In the data that follows, each entry is to be restated exactly.

Start of MATERIAL PROVIDED

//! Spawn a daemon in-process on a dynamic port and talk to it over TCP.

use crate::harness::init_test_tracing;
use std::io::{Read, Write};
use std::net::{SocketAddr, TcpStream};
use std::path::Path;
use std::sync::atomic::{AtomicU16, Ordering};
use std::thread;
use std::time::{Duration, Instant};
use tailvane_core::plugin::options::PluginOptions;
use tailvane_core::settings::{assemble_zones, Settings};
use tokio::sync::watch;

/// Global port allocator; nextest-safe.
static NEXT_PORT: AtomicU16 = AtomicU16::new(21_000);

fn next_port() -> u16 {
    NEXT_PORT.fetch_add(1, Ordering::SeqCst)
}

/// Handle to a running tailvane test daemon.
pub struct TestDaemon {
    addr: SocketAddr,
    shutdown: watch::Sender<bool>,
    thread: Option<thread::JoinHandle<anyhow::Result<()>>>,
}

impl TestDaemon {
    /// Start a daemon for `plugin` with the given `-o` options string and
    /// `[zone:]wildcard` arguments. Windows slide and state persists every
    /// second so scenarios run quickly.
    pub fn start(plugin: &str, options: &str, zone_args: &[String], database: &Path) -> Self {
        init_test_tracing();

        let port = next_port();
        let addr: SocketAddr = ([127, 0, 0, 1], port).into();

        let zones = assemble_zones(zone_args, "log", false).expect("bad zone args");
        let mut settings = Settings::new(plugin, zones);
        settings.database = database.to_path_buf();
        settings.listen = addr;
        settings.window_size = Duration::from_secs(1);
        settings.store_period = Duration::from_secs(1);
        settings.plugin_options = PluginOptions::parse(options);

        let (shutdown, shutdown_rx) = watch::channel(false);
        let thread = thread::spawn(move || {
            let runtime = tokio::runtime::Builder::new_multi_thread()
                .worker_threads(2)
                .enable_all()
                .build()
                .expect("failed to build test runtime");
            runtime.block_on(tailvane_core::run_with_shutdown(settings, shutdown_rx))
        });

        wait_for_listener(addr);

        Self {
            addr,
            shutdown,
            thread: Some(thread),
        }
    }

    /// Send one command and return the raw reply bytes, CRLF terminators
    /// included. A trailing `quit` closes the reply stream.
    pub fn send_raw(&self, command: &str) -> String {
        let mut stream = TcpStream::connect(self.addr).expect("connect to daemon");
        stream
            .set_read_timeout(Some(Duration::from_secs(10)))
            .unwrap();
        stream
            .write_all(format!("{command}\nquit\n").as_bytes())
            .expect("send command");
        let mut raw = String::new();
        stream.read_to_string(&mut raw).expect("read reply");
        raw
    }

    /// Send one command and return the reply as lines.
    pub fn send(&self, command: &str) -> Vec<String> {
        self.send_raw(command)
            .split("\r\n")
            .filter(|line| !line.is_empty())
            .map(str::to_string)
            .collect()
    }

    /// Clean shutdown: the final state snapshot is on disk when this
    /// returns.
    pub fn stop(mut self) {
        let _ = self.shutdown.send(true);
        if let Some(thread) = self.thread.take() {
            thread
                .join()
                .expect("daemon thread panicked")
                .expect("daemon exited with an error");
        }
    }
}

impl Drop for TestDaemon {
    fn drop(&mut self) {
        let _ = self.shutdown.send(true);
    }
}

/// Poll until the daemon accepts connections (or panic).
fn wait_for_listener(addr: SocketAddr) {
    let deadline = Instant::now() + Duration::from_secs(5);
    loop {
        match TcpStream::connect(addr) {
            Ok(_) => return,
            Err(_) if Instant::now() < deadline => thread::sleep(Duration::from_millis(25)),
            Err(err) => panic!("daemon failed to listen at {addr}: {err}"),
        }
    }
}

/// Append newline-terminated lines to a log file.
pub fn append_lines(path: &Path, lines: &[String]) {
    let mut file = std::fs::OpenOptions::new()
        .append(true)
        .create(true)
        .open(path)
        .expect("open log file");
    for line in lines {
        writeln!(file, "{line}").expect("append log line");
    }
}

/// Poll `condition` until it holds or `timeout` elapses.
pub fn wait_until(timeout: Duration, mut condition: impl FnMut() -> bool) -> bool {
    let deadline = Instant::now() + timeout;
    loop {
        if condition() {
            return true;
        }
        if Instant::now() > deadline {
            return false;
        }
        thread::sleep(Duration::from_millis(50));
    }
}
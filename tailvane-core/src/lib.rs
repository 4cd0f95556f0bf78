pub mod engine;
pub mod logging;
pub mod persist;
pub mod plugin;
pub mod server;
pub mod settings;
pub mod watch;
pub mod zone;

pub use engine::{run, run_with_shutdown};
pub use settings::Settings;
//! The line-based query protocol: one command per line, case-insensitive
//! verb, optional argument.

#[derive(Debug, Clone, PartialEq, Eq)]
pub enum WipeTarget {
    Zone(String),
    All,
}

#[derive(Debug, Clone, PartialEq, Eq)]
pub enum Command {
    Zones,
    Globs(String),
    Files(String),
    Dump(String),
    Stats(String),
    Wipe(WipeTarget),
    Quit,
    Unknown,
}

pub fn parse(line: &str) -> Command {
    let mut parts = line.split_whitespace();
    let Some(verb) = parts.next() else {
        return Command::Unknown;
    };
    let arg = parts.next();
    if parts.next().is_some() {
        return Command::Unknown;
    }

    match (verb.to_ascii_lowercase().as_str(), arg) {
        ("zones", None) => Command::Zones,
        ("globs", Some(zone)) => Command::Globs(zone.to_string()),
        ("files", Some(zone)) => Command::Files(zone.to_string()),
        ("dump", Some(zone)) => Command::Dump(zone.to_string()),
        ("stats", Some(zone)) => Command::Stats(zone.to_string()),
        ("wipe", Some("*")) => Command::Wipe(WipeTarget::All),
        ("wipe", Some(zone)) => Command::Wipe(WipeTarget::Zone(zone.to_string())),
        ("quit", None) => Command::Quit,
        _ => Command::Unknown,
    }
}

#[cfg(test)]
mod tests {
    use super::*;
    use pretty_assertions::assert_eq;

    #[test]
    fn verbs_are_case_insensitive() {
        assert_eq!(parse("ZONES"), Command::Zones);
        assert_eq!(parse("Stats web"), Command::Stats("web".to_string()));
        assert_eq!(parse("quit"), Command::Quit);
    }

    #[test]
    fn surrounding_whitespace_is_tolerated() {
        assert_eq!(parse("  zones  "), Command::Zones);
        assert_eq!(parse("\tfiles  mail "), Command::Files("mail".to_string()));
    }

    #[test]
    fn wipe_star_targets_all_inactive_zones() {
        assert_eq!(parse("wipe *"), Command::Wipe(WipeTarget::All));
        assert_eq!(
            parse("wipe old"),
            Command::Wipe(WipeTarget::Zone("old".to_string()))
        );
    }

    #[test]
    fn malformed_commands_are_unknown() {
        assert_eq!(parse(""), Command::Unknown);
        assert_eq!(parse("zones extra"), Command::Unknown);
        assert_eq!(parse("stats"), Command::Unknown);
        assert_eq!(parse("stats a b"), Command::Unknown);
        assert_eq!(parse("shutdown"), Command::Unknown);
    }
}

End of MATERIAL PROVIDED

▶ **OUTPUT OF THE EXERCISE**
//! Spawn a daemon in-process on a dynamic port and talk to it over TCP.

use crate::harness::init_test_tracing;
use std::io::{Read, Write};
use std::net::{SocketAddr, TcpStream};
use std::path::Path;
use std::sync::atomic::{AtomicU16, Ordering};
use std::thread;
use std::time::{Duration, Instant};
use tailvane_core::plugin::options::PluginOptions;
use tailvane_core::settings::{assemble_zones, Settings};
use tokio::sync::watch;

/// Global port allocator; nextest-safe.
static NEXT_PORT: AtomicU16 = AtomicU16::new(21_000);

fn next_port() -> u16 {
    NEXT_PORT.fetch_add(1, Ordering::SeqCst)
}

/// Handle to a running tailvane test daemon.
pub struct TestDaemon {
    addr: SocketAddr,
    shutdown: watch::Sender<bool>,
    thread: Option<thread::JoinHandle<anyhow::Result<()>>>,
}

impl TestDaemon {
    /// Start a daemon for `plugin` with the given `-o` options string and
    /// `[zone:]wildcard` arguments. Windows slide and state persists every
    /// second so scenarios run quickly.
    pub fn start(plugin: &str, options: &str, zone_args: &[String], database: &Path) -> Self {
        init_test_tracing();

        let port = next_port();
        let addr: SocketAddr = ([127, 0, 0, 1], port).into();

        let zones = assemble_zones(zone_args, "log", false).expect("bad zone args");
        let mut settings = Settings::new(plugin, zones);
        settings.database = database.to_path_buf();
        settings.listen = addr;
        settings.window_size = Duration::from_secs(1);
        settings.store_period = Duration::from_secs(1);
        settings.plugin_options = PluginOptions::parse(options);

        let (shutdown, shutdown_rx) = watch::channel(false);
        let thread = thread::spawn(move || {
            let runtime = tokio::runtime::Builder::new_multi_thread()
                .worker_threads(2)
                .enable_all()
                .build()
                .expect("failed to build test runtime");
            runtime.block_on(tailvane_core::run_with_shutdown(settings, shutdown_rx))
        });

        wait_for_listener(addr);

        Self {
            addr,
            shutdown,
            thread: Some(thread),
        }
    }

    /// Send one command and return the raw reply bytes, CRLF terminators
    /// included. A trailing `quit` closes the reply stream.
    pub fn send_raw(&self, command: &str) -> String {
        let mut stream = TcpStream::connect(self.addr).expect("connect to daemon");
        stream
            .set_read_timeout(Some(Duration::from_secs(10)))
            .unwrap();
        stream
            .write_all(format!("{command}\nquit\n").as_bytes())
            .expect("send command");
        let mut raw = String::new();
        stream.read_to_string(&mut raw).expect("read reply");
        raw
    }

    /// Send one command and return the reply as lines.
    pub fn send(&self, command: &str) -> Vec<String> {
        self.send_raw(command)
            .split("\r\n")
            .filter(|line| !line.is_empty())
            .map(str::to_string)
            .collect()
    }

    /// Clean shutdown: the final state snapshot is on disk when this
    /// returns.
    pub fn stop(mut self) {
        let _ = self.shutdown.send(true);
        if let Some(thread) = self.thread.take() {
            thread
                .join()
                .expect("daemon thread panicked")
                .expect("daemon exited with an error");
        }
    }
}

impl Drop for TestDaemon {
    fn drop(&mut self) {
        let _ = self.shutdown.send(true);
    }
}

/// Poll until the daemon accepts connections (or panic).
fn wait_for_listener(addr: SocketAddr) {
    let deadline = Instant::now() + Duration::from_secs(5);
    loop {
        match TcpStream::connect(addr) {
            Ok(_) => return,
            Err(_) if Instant::now() < deadline => thread::sleep(Duration::from_millis(25)),
            Err(err) => panic!("daemon failed to listen at {addr}: {err}"),
        }
    }
}

/// Append newline-terminated lines to a log file.
pub fn append_lines(path: &Path, lines: &[String]) {
    let mut file = std::fs::OpenOptions::new()
        .append(true)
        .create(true)
        .open(path)
        .expect("open log file");
    for line in lines {
        writeln!(file, "{line}").expect("append log line");
    }
}

/// Poll `condition` until it holds or `timeout` elapses.
pub fn wait_until(timeout: Duration, mut condition: impl FnMut() -> bool) -> bool {
    let deadline = Instant::now() + timeout;
    loop {
        if condition() {
            return true;
        }
        if Instant::now() > deadline {
            return false;
        }
        thread::sleep(Duration::from_millis(50));
    }
}
filename tailvane-core/src/lib.rs
repository 4cd0f95556f0bf78
pub mod engine;
pub mod logging;
pub mod persist;
pub mod plugin;
pub mod server;
pub mod settings;
pub mod watch;
pub mod zone;

pub use engine::{run, run_with_shutdown};
pub use settings::Settings;
//! The line-based query protocol: one command per line, case-insensitive
//! verb, optional argument.

#[derive(Debug, Clone, PartialEq, Eq)]
pub enum WipeTarget {
    Zone(String),
    All,
}

#[derive(Debug, Clone, PartialEq, Eq)]
pub enum Command {
    Zones,
    Globs(String),
    Files(String),
    Dump(String),
    Stats(String),
    Wipe(WipeTarget),
    Quit,
    Unknown,
}

pub fn parse(line: &str) -> Command {
    let mut parts = line.split_whitespace();
    let Some(verb) = parts.next() else {
        return Command::Unknown;
    };
    let arg = parts.next();
    if parts.next().is_some() {
        return Command::Unknown;
    }

    match (verb.to_ascii_lowercase().as_str(), arg) {
        ("zones", None) => Command::Zones,
        ("globs", Some(zone)) => Command::Globs(zone.to_string()),
        ("files", Some(zone)) => Command::Files(zone.to_string()),
        ("dump", Some(zone)) => Command::Dump(zone.to_string()),
        ("stats", Some(zone)) => Command::Stats(zone.to_string()),
        ("wipe", Some("*")) => Command::Wipe(WipeTarget::All),
        ("wipe", Some(zone)) => Command::Wipe(WipeTarget::Zone(zone.to_string())),
        ("quit", None) => Command::Quit,
        _ => Command::Unknown,
    }
}

#[cfg(test)]
mod tests {
    use super::*;
    use pretty_assertions::assert_eq;

    #[test]
    fn verbs_are_case_insensitive() {
        assert_eq!(parse("ZONES"), Command::Zones);
        assert_eq!(parse("Stats web"), Command::Stats("web".to_string()));
        assert_eq!(parse("quit"), Command::Quit);
    }

    #[test]
    fn surrounding_whitespace_is_tolerated() {
        assert_eq!(parse("  zones  "), Command::Zones);
        assert_eq!(parse("\tfiles  mail "), Command::Files("mail".to_string()));
    }

    #[test]
    fn wipe_star_targets_all_inactive_zones() {
        assert_eq!(parse("wipe *"), Command::Wipe(WipeTarget::All));
        assert_eq!(
            parse("wipe old"),
            Command::Wipe(WipeTarget::Zone("old".to_string()))
        );
    }

    #[test]
    fn malformed_commands_are_unknown() {
        assert_eq!(parse(""), Command::Unknown);
        assert_eq!(parse("zones extra"), Command::Unknown);
        assert_eq!(parse("stats"), Command::Unknown);
        assert_eq!(parse("stats a b"), Command::Unknown);
        assert_eq!(parse("shutdown"), Command::Unknown);
    }
}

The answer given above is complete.